Records drawn from a dataset:
- - - -
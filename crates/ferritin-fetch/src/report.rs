use crate::job::Outcome;
use anyhow::{Context, Result};
use std::fs::File;
use std::io::{BufWriter, Write};
use std::path::{Path, PathBuf};

/// Name of the batch log written next to the structure files.
pub const LOG_FILE_NAME: &str = "fetching.log";

/// Write one line per outcome, in order.
pub fn write_log<W: Write>(mut writer: W, outcomes: &[Outcome]) -> std::io::Result<()> {
    for outcome in outcomes {
        writeln!(writer, "{outcome}")?;
    }
    writer.flush()
}

/// Write `fetching.log` into `out_dir` and return its path.
pub fn write_log_file(out_dir: &Path, outcomes: &[Outcome]) -> Result<PathBuf> {
    let path = out_dir.join(LOG_FILE_NAME);
    let file = File::create(&path)
        .with_context(|| format!("failed to create log file {}", path.display()))?;
    write_log(BufWriter::new(file), outcomes)
        .with_context(|| format!("failed to write log file {}", path.display()))?;
    Ok(path)
}
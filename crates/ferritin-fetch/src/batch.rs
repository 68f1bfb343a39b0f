//! Run every entry on a fixed-size pool.
use crate::entry::Entry;
use crate::job::{fetch_and_write, FetchOptions, Outcome};
use crate::source::StructureSource;
use anyhow::{Context, Result};
use rayon::prelude::*;

/// Process `entries` on `threads` workers.
///
/// Entries run in no particular order, but the returned outcomes line up
/// one-to-one with `entries`. Only pool construction can fail here; per-entry
/// failures are carried inside each [`Outcome`].
pub fn run_batch(
    entries: &[Entry],
    source: &dyn StructureSource,
    options: &FetchOptions,
    threads: usize,
) -> Result<Vec<Outcome>> {
    let pool = rayon::ThreadPoolBuilder::new()
        .num_threads(threads)
        .thread_name(|i| format!("ferritin-fetch-{i}"))
        .build()
        .context("failed to build worker pool")?;

    tracing::info!(entries = entries.len(), threads, "starting batch");
    let outcomes: Vec<Outcome> = pool.install(|| {
        entries
            .par_iter()
            .map(|entry| fetch_and_write(source, entry, options))
            .collect()
    });

    let failed = outcomes.iter().filter(|o| !o.is_ok()).count();
    tracing::info!(
        succeeded = outcomes.len() - failed,
        failed,
        "batch finished"
    );
    Ok(outcomes)
}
- - - -
YOUR OBJECTIVE:
Repeat exactly the lines from the one containing "let failed = outcomes.iter().filter(|o|" to the end of the records.

RESULT OF THIS EXERCISE:
    let failed = outcomes.iter().filter(|o| !o.is_ok()).count();
    tracing::info!(
        succeeded = outcomes.len() - failed,
        failed,
        "batch finished"
    );
    Ok(outcomes)
}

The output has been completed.